* Exercise
Give back every entry, copied exactly.

Collected data:
═══

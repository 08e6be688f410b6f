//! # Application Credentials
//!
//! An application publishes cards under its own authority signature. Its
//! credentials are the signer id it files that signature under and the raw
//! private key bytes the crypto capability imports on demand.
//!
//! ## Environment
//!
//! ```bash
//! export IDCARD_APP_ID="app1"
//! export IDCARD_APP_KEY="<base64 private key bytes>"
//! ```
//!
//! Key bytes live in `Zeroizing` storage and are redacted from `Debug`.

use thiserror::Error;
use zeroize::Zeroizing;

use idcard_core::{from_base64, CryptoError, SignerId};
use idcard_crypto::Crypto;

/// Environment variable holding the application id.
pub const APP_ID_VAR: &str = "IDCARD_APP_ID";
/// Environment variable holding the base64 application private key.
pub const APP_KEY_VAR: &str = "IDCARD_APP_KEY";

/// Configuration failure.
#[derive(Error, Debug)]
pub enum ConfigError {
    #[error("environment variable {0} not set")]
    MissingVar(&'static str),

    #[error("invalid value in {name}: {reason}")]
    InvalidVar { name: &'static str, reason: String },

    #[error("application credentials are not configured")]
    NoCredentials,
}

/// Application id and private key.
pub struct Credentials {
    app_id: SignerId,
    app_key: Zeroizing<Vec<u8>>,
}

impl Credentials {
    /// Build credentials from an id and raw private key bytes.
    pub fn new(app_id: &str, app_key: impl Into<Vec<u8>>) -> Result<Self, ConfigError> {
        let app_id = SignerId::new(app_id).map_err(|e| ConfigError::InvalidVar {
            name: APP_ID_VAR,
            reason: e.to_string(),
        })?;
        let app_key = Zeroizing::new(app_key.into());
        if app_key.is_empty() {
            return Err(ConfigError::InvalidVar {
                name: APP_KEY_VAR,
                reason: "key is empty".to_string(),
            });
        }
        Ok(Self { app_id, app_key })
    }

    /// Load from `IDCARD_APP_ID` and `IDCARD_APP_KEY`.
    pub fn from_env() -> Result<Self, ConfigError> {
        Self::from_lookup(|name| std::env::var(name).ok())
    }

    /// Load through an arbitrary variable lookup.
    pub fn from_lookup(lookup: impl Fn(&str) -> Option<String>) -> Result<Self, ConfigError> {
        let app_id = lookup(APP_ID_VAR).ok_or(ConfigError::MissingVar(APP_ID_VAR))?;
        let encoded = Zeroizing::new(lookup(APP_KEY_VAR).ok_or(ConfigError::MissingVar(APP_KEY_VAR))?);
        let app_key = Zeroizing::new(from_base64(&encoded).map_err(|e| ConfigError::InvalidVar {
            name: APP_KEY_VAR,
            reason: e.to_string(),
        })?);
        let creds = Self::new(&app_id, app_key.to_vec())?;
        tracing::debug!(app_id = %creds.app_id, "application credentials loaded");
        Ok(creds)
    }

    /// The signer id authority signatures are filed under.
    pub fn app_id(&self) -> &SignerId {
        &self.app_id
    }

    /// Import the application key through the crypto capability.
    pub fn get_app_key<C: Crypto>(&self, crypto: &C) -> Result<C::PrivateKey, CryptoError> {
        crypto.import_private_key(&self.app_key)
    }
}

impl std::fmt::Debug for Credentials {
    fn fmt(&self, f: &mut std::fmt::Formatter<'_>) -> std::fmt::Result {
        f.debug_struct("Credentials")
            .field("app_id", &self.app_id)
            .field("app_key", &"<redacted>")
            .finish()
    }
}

═══

* Task result
repository 08e6be688f410b6f
//! # Application Credentials
//!
//! An application publishes cards under its own authority signature. Its
//! credentials are the signer id it files that signature under and the raw
//! private key bytes the crypto capability imports on demand.
//!
//! ## Environment
//!
//! ```bash
//! export IDCARD_APP_ID="app1"
//! export IDCARD_APP_KEY="<base64 private key bytes>"
//! ```
//!
//! Key bytes live in `Zeroizing` storage and are redacted from `Debug`.

use thiserror::Error;
use zeroize::Zeroizing;

use idcard_core::{from_base64, CryptoError, SignerId};
use idcard_crypto::Crypto;

/// Environment variable holding the application id.
pub const APP_ID_VAR: &str = "IDCARD_APP_ID";
/// Environment variable holding the base64 application private key.
pub const APP_KEY_VAR: &str = "IDCARD_APP_KEY";

/// Configuration failure.
#[derive(Error, Debug)]
pub enum ConfigError {
    #[error("environment variable {0} not set")]
    MissingVar(&'static str),

    #[error("invalid value in {name}: {reason}")]
    InvalidVar { name: &'static str, reason: String },

    #[error("application credentials are not configured")]
    NoCredentials,
}

/// Application id and private key.
pub struct Credentials {
    app_id: SignerId,
    app_key: Zeroizing<Vec<u8>>,
}

impl Credentials {
    /// Build credentials from an id and raw private key bytes.
    pub fn new(app_id: &str, app_key: impl Into<Vec<u8>>) -> Result<Self, ConfigError> {
        let app_id = SignerId::new(app_id).map_err(|e| ConfigError::InvalidVar {
            name: APP_ID_VAR,
            reason: e.to_string(),
        })?;
        let app_key = Zeroizing::new(app_key.into());
        if app_key.is_empty() {
            return Err(ConfigError::InvalidVar {
                name: APP_KEY_VAR,
                reason: "key is empty".to_string(),
            });
        }
        Ok(Self { app_id, app_key })
    }

    /// Load from `IDCARD_APP_ID` and `IDCARD_APP_KEY`.
    pub fn from_env() -> Result<Self, ConfigError> {
        Self::from_lookup(|name| std::env::var(name).ok())
    }

    /// Load through an arbitrary variable lookup.
    pub fn from_lookup(lookup: impl Fn(&str) -> Option<String>) -> Result<Self, ConfigError> {
        let app_id = lookup(APP_ID_VAR).ok_or(ConfigError::MissingVar(APP_ID_VAR))?;
        let encoded = Zeroizing::new(lookup(APP_KEY_VAR).ok_or(ConfigError::MissingVar(APP_KEY_VAR))?);
        let app_key = Zeroizing::new(from_base64(&encoded).map_err(|e| ConfigError::InvalidVar {
            name: APP_KEY_VAR,
            reason: e.to_string(),
        })?);
        let creds = Self::new(&app_id, app_key.to_vec())?;
        tracing::debug!(app_id = %creds.app_id, "application credentials loaded");
        Ok(creds)
    }

    /// The signer id authority signatures are filed under.
    pub fn app_id(&self) -> &SignerId {
        &self.app_id
    }

    /// Import the application key through the crypto capability.
    pub fn get_app_key<C: Crypto>(&self, crypto: &C) -> Result<C::PrivateKey, CryptoError> {
        crypto.import_private_key(&self.app_key)
    }
}

impl std::fmt::Debug for Credentials {
    fn fmt(&self, f: &mut std::fmt::Formatter<'_>) -> std::fmt::Result {
        f.debug_struct("Credentials")
            .field("app_id", &self.app_id)
            .field("app_key", &"<redacted>")
            .finish()
    }
}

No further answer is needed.